A proposed amendment to Rule 23(f) would clarify that interlocutory appeals may be sought only after class certification is granted or denied, not from an order to give notice under Rule 23(e)(1). The committee note explains that, in cases where a class has not yet been certified, the court’s decision to order notice is sometimes inaccurately referred to as “preliminary approval” or “conditional certification,” although it does not, in fact, grant or deny class certification.65 This amendment codifies current practice and case law

Denial of Certification and Statute of Limitations

When federal claims have a limitations period, the period is generally tolled from filing until the denial of class certification.66

Absent putative class members may intervene in the action or file their new actions following denial of certification.67 Of course, they must do so within the time remaining in the limitations period.68 The reason for tolling is that the utility of class actions would be greatly diminished if absent class members had to intervene or file their own actions to preserve their claims while class certification was pending.

However, if a class certification decision is never made, the equitable tolling ends on the date set by the court for the party seeking class certification to do so.69

Additional issues involving this equitable tolling rule include:

  • Application when certification denied.
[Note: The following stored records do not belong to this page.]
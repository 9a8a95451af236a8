//! `SeaORM` Entity for attendance_records table.

use payledger_core::payroll::AttendanceDay;
use sea_orm::entity::prelude::*;
use serde::{Deserialize, Serialize};

use super::sea_orm_active_enums::AttendanceStatus;

#[derive(Clone, Debug, PartialEq, DeriveEntityModel, Eq, Serialize, Deserialize)]
#[sea_orm(table_name = "attendance_records")]
pub struct Model {
    #[sea_orm(primary_key, auto_increment = false)]
    pub id: Uuid,
    pub staff_id: Uuid,
    pub attendance_date: Date,
    pub status: AttendanceStatus,
}

impl From<Model> for AttendanceDay {
    fn from(model: Model) -> Self {
        Self {
            date: model.attendance_date,
            status: model.status.into(),
        }
    }
}

#[derive(Copy, Clone, Debug, EnumIter, DeriveRelation)]
pub enum Relation {
    #[sea_orm(
        belongs_to = "super::staff::Entity",
        from = "Column::StaffId",
        to = "super::staff::Column::Id",
        on_delete = "Cascade"
    )]
    Staff,
}

impl Related<super::staff::Entity> for Entity {
    fn to() -> RelationDef {
        Relation::Staff.def()
    }
}

impl ActiveModelBehavior for ActiveModel {}
impl ClusterTopologyMonitor {
    /// Acquires the session factory's environment handle (fatal on failure, per
    /// `ErrorKind::Construction`) and returns an unstarted monitor.
    pub async fn new(
        config: MonitorConfig,
        cache: Arc<TtlCache<String, Topology>>,
        query: QueryHelper,
        factory: Arc<dyn SessionFactory>,
        base_conn_string: ConnectionString,
    ) -> Result<Arc<Self>> {
        factory.acquire_environment().await.map_err(|err| {
            ErrorKind::Construction {
                cluster_id: config.cluster_id.clone(),
                message: err.to_string(),
            }
            .into()
        })?;

        Ok(Arc::new(Self {
            cluster_id: config.cluster_id,
            cache,
            query,
            factory,
            base_conn_string,
            ignore_topology_request: config.ignore_topology_request,
            high_refresh_rate: config.high_refresh_rate,
            refresh_rate: config.refresh_rate,
            shared: Arc::new(SharedState::new()),
            main_task: Mutex::new(None),
            probe_tasks: Mutex::new(Vec::new()),
        }))
    }

    pub fn cluster_id(&self) -> &str {
        &self.cluster_id
    }

    /// Idempotent: launches the main worker if it isn't already running.
    pub async fn start(self: &Arc<Self>) {
        let mut guard = self.main_task.lock().await;
        if guard.is_some() {
            return;
        }
        let this = Arc::clone(self);
        *guard = Some(tokio::spawn(this.run_main_loop()));
    }

    /// Requests a fresh topology and waits up to `timeout` for one to be published, honoring the
    /// ignore-new-requests window. Returns whatever the cache holds when it wakes — which may
    /// still be the old topology if time ran out.
    #[instrument(skip(self))]
    pub async fn force_refresh(&self, verify_writer: bool, timeout: Duration) -> Topology {
        if self.shared.ignore_window_active().await {
            if let Some(topology) = self.cache.get(&self.cluster_id).await {
                return topology;
            }
        }

        if verify_writer {
            *self.shared.main_session.lock().await = None;
            self.shared.is_writer_connection.store(false, Ordering::SeqCst);
        }

        self.shared.request_update();

        let notified = self.shared.topology_updated.notified();
        tokio::pin!(notified);
        let _ = tokio::time::timeout(timeout, notified).await;

        self.cache.get(&self.cluster_id).await.unwrap_or_default()
    }

    /// Refreshes using a caller-supplied session when a verified writer session already exists
    /// (behaves like [`Self::force_refresh`]); otherwise queries and publishes directly through
    /// `session` without touching the monitor's own session or probe pool.
    ///
    /// `timeout_ms` is accepted for interface parity with the other overload. Because it is an
    /// unsigned millisecond count, "has the deadline passed" is never true before the query
    /// below returns, so the blocking wait this mirrors in the source system never actually
    /// executes here either — the immediate, already-available cache read is what callers get.
    pub async fn force_refresh_with_session(&self, session: &mut dyn DbSession, timeout_ms: u64) -> Topology {
        if self.shared.is_writer_connection.load(Ordering::SeqCst) {
            return self.force_refresh(true, Duration::from_millis(timeout_ms)).await;
        }

        let topology = self.query.query_topology(session).await;
        if !topology.is_empty() {
            self.cache.put(self.cluster_id.clone(), topology.clone()).await;
            self.shared.topology_updated.notify_waiters();
            return topology;
        }
        self.cache.get(&self.cluster_id).await.unwrap_or_default()
    }

    /// Stops the main loop and any running probes, then joins every spawned task.
    pub async fn shutdown(&self) {
        self.shared.is_running.store(false, Ordering::SeqCst);
        self.shared.stop_probes.store(true, Ordering::SeqCst);
        self.shared.request_update();

        if let Some(task) = self.main_task.lock().await.take() {
            let _ = task.await;
        }
        self.join_probes().await;
    }

    async fn run_main_loop(self: Arc<Self>) {
        let mut mode = Mode::Panic;
        let mut high_refresh_until: Option<Instant> = None;

        while self.shared.is_running.load(Ordering::SeqCst) {
            match mode {
                Mode::Panic => {
                    self.ensure_probes_running().await;
                    self.wait_for_request_or_timeout(self.high_refresh_rate).await;

                    if self.shared.is_writer_connection.load(Ordering::SeqCst) {
                        self.shared.stop_probes.store(true, Ordering::SeqCst);
                        self.adopt_donated_writer_session().await;
                        info!(cluster_id = %self.cluster_id, "recovered a writer session, entering regular mode");
                        mode = Mode::Regular;
                        high_refresh_until = Some(Instant::now() + POST_PANIC_GRACE);
                    }
                }
                Mode::Regular => {
                    let topology = self.query_via_main_session().await;
                    if topology.is_empty() {
                        warn!(cluster_id = %self.cluster_id, "main session topology query came back empty, entering panic mode");
                        self.transition_to_panic().await;
                        mode = Mode::Panic;
                    } else {
                        self.cache.put(self.cluster_id.clone(), topology.clone()).await;
                        *self.shared.known_hosts.lock().await = topology;
                        self.shared.topology_updated.notify_waiters();

                        let interval = match high_refresh_until {
                            Some(until) if until > Instant::now() => self.high_refresh_rate,
                            _ => {
                                high_refresh_until = None;
                                self.refresh_rate
                            }
                        };
                        self.wait_for_request_or_timeout(interval).await;
                    }
                }
            }
        }

        self.join_probes().await;
        if let Some(mut session) = self.shared.main_session.lock().await.take() {
            session.close().await;
        }
    }

    async fn query_via_main_session(&self) -> Topology {
        let mut guard = self.shared.main_session.lock().await;
        match guard.as_mut() {
            Some(session) => self.query.query_topology(session.as_mut()).await,
            None => Vec::new(),
        }
    }

    /// Opens a session to the cluster-level endpoint (typically resolving to the current
    /// writer) if no main session exists yet, verifies its role, and publishes whatever
    /// topology it sees. Installing the session into the shared slot is itself
    /// check-and-set — if another path raced ahead and filled it first, this session is closed
    /// instead of replacing it.
    async fn bootstrap_any_session(&self) {
        if self.shared.main_session.lock().await.is_some() {
            return;
        }

        let mut session = match self.factory.new_session().await {
            Ok(session) => session,
            Err(err) => {
                warn!(cluster_id = %self.cluster_id, error = %err, "bootstrap session open failed");
                return;
            }
        };
        if let Err(err) = session.connect(&self.base_conn_string.to_string_rebuilt()).await {
            warn!(cluster_id = %self.cluster_id, error = %err, "bootstrap connect failed");
            return;
        }

        let mut guard = self.shared.main_session.lock().await;
        if guard.is_some() {
            session.close().await;
            return;
        }

        let writer_id = self.query.get_writer_id(session.as_mut()).await;
        if !writer_id.is_empty() {
            self.shared.is_writer_connection.store(true, Ordering::SeqCst);
            self.shared.arm_ignore_window(self.ignore_topology_request).await;
        }

        let topology = self.query.query_topology(session.as_mut()).await;
        if topology.is_empty() {
            session.close().await;
            self.shared.is_writer_connection.store(false, Ordering::SeqCst);
            return;
        }

        self.cache.put(self.cluster_id.clone(), topology.clone()).await;
        *self.shared.known_hosts.lock().await = topology;
        self.shared.topology_updated.notify_waiters();
        *guard = Some(session);
    }

    /// Spawns one probe per known host if the pool is currently empty, bootstrapping a session
    /// first (if necessary) to discover the host list.
    async fn ensure_probes_running(&self) {
        if !self.probe_tasks.lock().await.is_empty() {
            return;
        }

        self.bootstrap_any_session().await;

        let hosts = self.shared.known_hosts.lock().await.clone();
        if hosts.is_empty() {
            return;
        }

        self.shared.reset_panic_round();
        let mut tasks = self.probe_tasks.lock().await;
        for host in hosts {
            debug!(cluster_id = %self.cluster_id, host = %host, "spawning node probe");
            let probe = NodeProbe::new(
                host,
                &self.base_conn_string,
                self.factory.clone(),
                self.query.clone(),
                self.cache.clone(),
                self.cluster_id.clone(),
                self.shared.clone(),
                self.ignore_topology_request,
            );
            tasks.push(tokio::spawn(probe.run()));
        }
    }

    async fn adopt_donated_writer_session(&self) {
        let donated = self.shared.donated_writer_session.lock().await.take();
        if let Some(session) = donated {
            *self.shared.main_session.lock().await = Some(session);
        }
        self.join_probes().await;
    }

    async fn transition_to_panic(&self) {
        let mut guard = self.shared.main_session.lock().await;
        if let Some(mut session) = guard.take() {
            session.close().await;
        }
        self.shared.is_writer_connection.store(false, Ordering::SeqCst);
    }

    async fn join_probes(&self) {
        let mut tasks = self.probe_tasks.lock().await;
        for task in tasks.drain(..) {
            let _ = task.await;
        }
    }

    /// Waits for either an explicit `force_refresh` wake-up or `timeout`, whichever comes
    /// first.
    async fn wait_for_request_or_timeout(&self, timeout: Duration) {
        if self.shared.request_update_topology.swap(false, Ordering::SeqCst) {
            return;
        }
        let notified = self.shared.request_update_notify.notified();
        tokio::pin!(notified);
        let _ = tokio::time::timeout(timeout, notified).await;
        self.shared.request_update_topology.store(false, Ordering::SeqCst);
    }
}
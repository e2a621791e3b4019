//! Case-insensitive connection-string key/value parsing and rebuilding.
//!
//! Keys are matched case-insensitively (per spec §6); the original casing of unrecognized
//! keys is preserved on rebuild so round-tripping a string a caller supplied doesn't mangle
//! keys this crate doesn't care about.

use std::collections::BTreeMap;

/// `SERVER` — host to connect to; rewritten per probe/failover target.
pub const KEY_SERVER: &str = "SERVER";
/// `ENABLECLUSTERFAILOVER` — `1` enables this layer, `0` disables it.
pub const KEY_ENABLE_CLUSTER_FAILOVER: &str = "ENABLECLUSTERFAILOVER";
/// `FAILOVERMODE` — `STRICT_READER` / `STRICT_WRITER` / `READER_OR_WRITER`.
pub const KEY_FAILOVER_MODE: &str = "FAILOVERMODE";
/// `READERHOSTSELECTORSTRATEGY` — `RANDOM` / `ROUND_ROBIN` / `HIGHEST_WEIGHT` (default `RANDOM`).
pub const KEY_READER_HOST_SELECTOR_STRATEGY: &str = "READERHOSTSELECTORSTRATEGY";
/// `HOSTPATTERN` — endpoint template with a `?` placeholder.
pub const KEY_HOST_PATTERN: &str = "HOSTPATTERN";
/// `IGNORETOPOLOGYREQUEST` — ms.
pub const KEY_IGNORE_TOPOLOGY_REQUEST: &str = "IGNORETOPOLOGYREQUEST";
/// `TOPOLOGYHIGHREFRESHRATE` — ms (default 10 000).
pub const KEY_TOPOLOGY_HIGH_REFRESH_RATE: &str = "TOPOLOGYHIGHREFRESHRATE";
/// `TOPOLOGYREFRESHRATE` — ms (default 30 000).
pub const KEY_TOPOLOGY_REFRESH_RATE: &str = "TOPOLOGYREFRESHRATE";
/// `FAILOVERTIMEOUT` — ms (default 30 000).
pub const KEY_FAILOVER_TIMEOUT: &str = "FAILOVERTIMEOUT";
/// `CLUSTERID` — explicit cluster ID override.
pub const KEY_CLUSTER_ID: &str = "CLUSTERID";

const BOOL_FALSE: &str = "0";

/// A parsed connection string: an ordered map of key/value pairs, keyed case-insensitively.
///
/// Internally keys are folded to uppercase for lookup, but the value stored is `(original_key,
/// value)` so rebuilding preserves the casing the caller used for any key this crate doesn't
/// recognize by name.
#[derive(Clone, Debug, Default, PartialEq, Eq)]
pub struct ConnectionString {
    entries: BTreeMap<String, (String, String)>,
}

impl ConnectionString {
    pub fn new() -> Self {
        Self::default()
    }

    /// Parses `SEMICOLON`-separated `key=value` pairs. Unrecognized syntax in a segment (no
    /// `=`) is ignored, matching ODBC connection-string tolerance for trailing separators.
    pub fn parse(raw: &str) -> Self {
        let mut cs = Self::new();
        for segment in raw.split(';') {
            let segment = segment.trim();
            if segment.is_empty() {
                continue;
            }
            if let Some((key, value)) = segment.split_once('=') {
                cs.set(key.trim(), value.trim());
            }
        }
        cs
    }

    pub fn get(&self, key: &str) -> Option<&str> {
        self.entries.get(&key.to_uppercase()).map(|(_, v)| v.as_str())
    }

    pub fn set(&mut self, key: &str, value: impl Into<String>) {
        self.entries
            .insert(key.to_uppercase(), (key.to_string(), value.into()));
    }

    pub fn remove(&mut self, key: &str) {
        self.entries.remove(&key.to_uppercase());
    }

    /// Rebuilds the connection string as `key=value;key=value;...`, preserving each key's
    /// originally-supplied casing.
    pub fn to_string_rebuilt(&self) -> String {
        self.entries
            .values()
            .map(|(k, v)| format!("{k}={v}"))
            .collect::<Vec<_>>()
            .join(";")
    }

    /// Returns a copy with `SERVER` set to `host` and cluster failover forced off, to prevent
    /// a probe or failover target from recursively re-entering this layer.
    pub fn for_target_host(&self, host: &str) -> Self {
        let mut cs = self.clone();
        cs.set(KEY_SERVER, host);
        cs.set(KEY_ENABLE_CLUSTER_FAILOVER, BOOL_FALSE);
        cs
    }

    /// Returns a copy with cluster failover forced off, leaving `SERVER` untouched. Used for
    /// the cluster-level template a monitor reconnects with (e.g. the bootstrap "open any"
    /// session), where the original endpoint should be kept as-is.
    pub fn with_failover_disabled(&self) -> Self {
        let mut cs = self.clone();
        cs.set(KEY_ENABLE_CLUSTER_FAILOVER, BOOL_FALSE);
        cs
    }
}
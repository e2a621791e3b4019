//! A transient worker that holds a session to one host and reports its role, for the duration
//! of one panic round.

use std::sync::atomic::Ordering;
use std::sync::Arc;
use std::time::Duration;

use tracing::{debug, warn};

use super::factory::SessionFactory;
use super::shared::SharedState;
use crate::cache::TtlCache;
use crate::host::{writer_of, Host, Topology};
use crate::session::DbSession;
use crate::topology::QueryHelper;
use crate::util::conn_string::ConnectionString;

const PROBE_INTERVAL: Duration = Duration::from_millis(100);

pub struct NodeProbe {
    host: Host,
    conn_string: String,
    factory: Arc<dyn SessionFactory>,
    query: QueryHelper,
    cache: Arc<TtlCache<String, Topology>>,
    cluster_id: String,
    shared: Arc<SharedState>,
    ignore_window: Duration,
    session: Option<Box<dyn DbSession>>,
}

impl NodeProbe {
    pub fn new(
        host: Host,
        base_conn_string: &ConnectionString,
        factory: Arc<dyn SessionFactory>,
        query: QueryHelper,
        cache: Arc<TtlCache<String, Topology>>,
        cluster_id: String,
        shared: Arc<SharedState>,
        ignore_window: Duration,
    ) -> Self {
        let conn_string = base_conn_string.for_target_host(host.host()).to_string_rebuilt();
        Self {
            host,
            conn_string,
            factory,
            query,
            cache,
            cluster_id,
            shared,
            ignore_window,
            session: None,
        }
    }

    /// Runs until `stop_probes` is set, then closes any still-owned session. Never panics on a
    /// connect/query failure — those are logged and retried on the next tick.
    pub async fn run(mut self) {
        while !self.shared.stop_probes.load(Ordering::SeqCst) {
            self.ensure_connected().await;

            if let Some(mut session) = self.session.take() {
                let writer_id = self.query.get_writer_id(session.as_mut()).await;
                if !writer_id.is_empty() {
                    self.claim_writer(session).await;
                } else {
                    self.maybe_publish_as_reader(session.as_mut()).await;
                    self.session = Some(session);
                }
            }

            if self.shared.stop_probes.load(Ordering::SeqCst) {
                break;
            }
            tokio::time::sleep(PROBE_INTERVAL).await;
        }

        if let Some(mut session) = self.session.take() {
            session.close().await;
        }
    }

    async fn ensure_connected(&mut self) {
        if self.session.is_some() {
            return;
        }
        let mut session = match self.factory.new_session().await {
            Ok(session) => session,
            Err(err) => {
                warn!(host = %self.host, error = %err, "probe failed to open a session");
                return;
            }
        };
        match session.connect(&self.conn_string).await {
            Ok(()) => self.session = Some(session),
            Err(err) => warn!(host = %self.host, error = %err, "probe connect failed"),
        }
    }

    /// Claims the writer slot if no other probe has, publishes topology through this session,
    /// and donates the session to the main worker. If claimed but the topology query comes back
    /// empty, releases the claim so another probe (or a later tick of this one) can retry.
    async fn claim_writer(&mut self, mut session: Box<dyn DbSession>) {
        if self.shared.writer_claimed.swap(true, Ordering::SeqCst) {
            self.session = Some(session);
            return;
        }

        let topology = self.query.query_topology(session.as_mut()).await;
        if topology.is_empty() {
            self.shared.writer_claimed.store(false, Ordering::SeqCst);
            self.session = Some(session);
            return;
        }

        debug!(host = %self.host, cluster_id = %self.cluster_id, "probe claimed writer slot");
        self.cache.put(self.cluster_id.clone(), topology.clone()).await;
        *self.shared.writer_host.lock().await = Some(self.host.clone());
        self.shared.is_writer_connection.store(true, Ordering::SeqCst);
        self.shared.arm_ignore_window(self.ignore_window).await;
        *self.shared.donated_writer_session.lock().await = Some(session);
        self.shared.stop_probes.store(true, Ordering::SeqCst);
        self.shared.topology_updated.notify_waiters();
    }

    /// Reader-probe behavior: the first reader to notice no writer has been claimed yet takes
    /// on publishing topology each tick ("topology updater"); any reader, elected or not,
    /// publishes immediately if it observes the writer has changed since the last publication.
    async fn maybe_publish_as_reader(&mut self, session: &mut dyn DbSession) {
        if self.shared.writer_claimed.load(Ordering::SeqCst) {
            return;
        }

        let is_updater = !self.shared.topology_updater_claimed.swap(true, Ordering::SeqCst);

        let previous_writer = {
            let latest = self.shared.latest_probe_topology.lock().await;
            latest.as_ref().and_then(writer_of).map(|h| h.host().to_string())
        };

        let topology = self.query.query_topology(session).await;
        if topology.is_empty() {
            return;
        }

        let current_writer = writer_of(&topology).map(|h| h.host().to_string());
        let writer_changed = previous_writer != current_writer;

        if is_updater || writer_changed {
            self.cache.put(self.cluster_id.clone(), topology.clone()).await;
            *self.shared.latest_probe_topology.lock().await = Some(topology);
            self.shared.topology_updated.notify_waiters();
        }
    }
}
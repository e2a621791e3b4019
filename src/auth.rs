//! Federated-identity type recognition and the internal token cache.
//!
//! Token *acquisition* (the ADFS/OKTA SAML round-trip, or an IAM/Secrets-Manager lookup) is a
//! collaborator concern out of scope for this crate (spec §1, §6); this module only owns the
//! cache that sits in front of that collaborator, keyed by `host-region-port-user`, so repeated
//! connects for the same principal don't re-run an expensive federated-auth flow more often
//! than the token's own TTL requires.

use derive_more::Display;
use once_cell::sync::Lazy;

use crate::cache::TtlCache;

/// The federated-identity backends a caller may authenticate against. `generate_connect_auth_token`
/// (the collaborator that actually mints a token) dispatches on this; this crate only needs to
/// parse and carry it.
#[derive(Clone, Copy, Debug, PartialEq, Eq, Display)]
pub enum FederatedAuthType {
    #[display("ADFS")]
    Adfs,
    #[display("IAM")]
    Iam,
    #[display("OKTA")]
    Okta,
    #[display("INVALID")]
    Invalid,
}

impl FederatedAuthType {
    /// Parses a auth-type name case-insensitively; unrecognized names map to `Invalid` rather
    /// than failing, matching the source system's `get_fed_auth_type_enum` contract.
    pub fn parse(name: &str) -> Self {
        match name.to_ascii_uppercase().as_str() {
            "ADFS" => Self::Adfs,
            "IAM" => Self::Iam,
            "OKTA" => Self::Okta,
            _ => Self::Invalid,
        }
    }
}

/// An opaque, already-minted auth token plus whatever else the caller needs to present it to
/// the server (e.g. a SigV4 token is itself the password for the generated connection).
pub type Token = String;

fn cache_key(host: &str, region: &str, port: u16, user: &str) -> String {
    format!("{host}-{region}-{port}-{user}")
}

/// The process-wide, TTL-based cache of previously generated auth tokens, keyed by
/// `host-region-port-user`.
///
/// This is the same [`TtlCache`] primitive the topology monitor uses for its own cache
/// (component A); a token is just another sliding-TTL value keyed by connection identity.
pub struct TokenCache {
    inner: TtlCache<String, Token>,
}

impl Default for TokenCache {
    fn default() -> Self {
        Self::new()
    }
}

impl TokenCache {
    pub fn new() -> Self {
        Self {
            inner: TtlCache::new(),
        }
    }

    /// Returns a previously cached, still-valid token for this `(host, region, port, user)`
    /// identity, if one exists.
    pub async fn get_cached_token(&self, host: &str, region: &str, port: u16, user: &str) -> Option<Token> {
        self.inner.get(&cache_key(host, region, port, user)).await
    }

    /// Caches `token` for this identity, expiring it after `ttl_seconds`.
    pub async fn update_cached_token(&self, host: &str, region: &str, port: u16, user: &str, token: Token, ttl_seconds: u64) {
        self.inner
            .put_with_ttl(
                cache_key(host, region, port, user),
                token,
                std::time::Duration::from_secs(ttl_seconds),
            )
            .await;
    }
}

static GLOBAL: Lazy<TokenCache> = Lazy::new(TokenCache::new);

/// The process-wide token cache singleton backing `get_cached_token`/`update_cached_token`.
pub fn global() -> &'static TokenCache {
    &GLOBAL
}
The equitable tolling rule is applied regardless of the reason for denial of class certification.70 Most courts agree equitable tolling applies to actions that would otherwise be untimely when the certification motion is heard.71
  • Application to opt-in to statutory actions. The limitations period can be tolled to allow class members to opt-in for class actions such as those under the Age Discrimination in Employment Act.72
  • No indefinite tolling for subsequent class actions. The equitable tolling rule will not apply when a later plaintiff files a new class action without the defects that led to the dismissal of the earlier action.73
  • Tolling of potential federal claim during state law class action. The limitations period on a federal claim is not tolled during a state court class action raising similar state claims.74
  • Effect of tolling on intervenor’s class claims. A party intervening after expiration of the statute of limitations is allowed to assert both individual and class claims.75
  • Period of tolling after class certification. Post-certification, tolling continues throughout the action.76
  • Effect of limiting class definition. If the class certified is more narrow than the class defined in the complaint, courts have held that the tolling applies only to the narrower class.77
  • Tolling for state law claims. When the limitations period is set forth, or derived from, state law, federal courts must apply state tolling rules under Erie principles.78
  • States following tolling rule. Many states follow the federal tolling rule for class actions.79
  • When federal claim uses state limitations period. If a federal claim uses a state limitations period, the court follows the state rule on tolling. In a 42 U.S.C.S. § 1983 federal civil rights suit, the court uses an analogous state statute of limitations. If the state rule is that the statute runs anew upon denial of certification, the federal courts must also allow a new statutory period for individual suits.80

There is some authority supporting the argument that denial of class certification creates a preclusive effect on future attempts by absent class members to obtain class certification.81 Other courts disagree.82

Class Notice

Rules governing notice to the class include:

  • Rule 23(c)(2). Rule 23(c)(2) governs notice in a class action. Consideration must be given to the type, content, and manner of notice to be provided to absent class members.83
  • Discretionary notice in Rule 23(b)(1)-(2) class actions. In class actions maintained under Rule 23(b)(1)-(2), it is not necessary to provide individual notice. These types of class actions are mandatory, and the absent class members do not have opt-out rights. Therefore, notice is not required.84 However, if the court sees fit, the court has the discretionary right to order appropriate notice.85
  • Mandatory notice for Rule 23(b)(3). Notice is mandatory for class actions maintained under Rule 23(b)(3). Absent class members are entitled to “the best notice that is practicable under the circumstances, including individual notice to all members who can be identified through reasonable effort.”86

Best Practical Notice

Rule 23(c)(2)(B) states that class members must be notified by the “best notice that is practicable under the circumstances …”87

Class Members Reasonably Identifiable

If class members can be identified by reasonable means, individualized notice is preferable.88

First-class mail to each class member has been found to suffice under this standard.89 However, other means of publication may also suffice if first-class mail is not available for class members who are reasonably identifiable.90

Class Members Not Identifiable

If all class members cannot be identified, then some other form of publication may suffice.91

If the best notice practicable was given, an absent class member’s due process rights are not violated although the notice was not received until after the opt-out deadline.92

Notice by email or other digital means, social media, or web sites has been approved, often in connection with mailed notice, to ensure absent class members receive notice per Rule 23(c)(2)(B).93

A proposed rule change would provide that notice may be given by “U.S. mail or electronic or other appropriate means.”94 In the past, some courts have held that notice by first-class mail is required in every case, based on the U.S. Supreme Court’s interpretation of the individual notice requirement in Eisen v. Carlisle & Jacquelin, 417 U.S. 156 (1974).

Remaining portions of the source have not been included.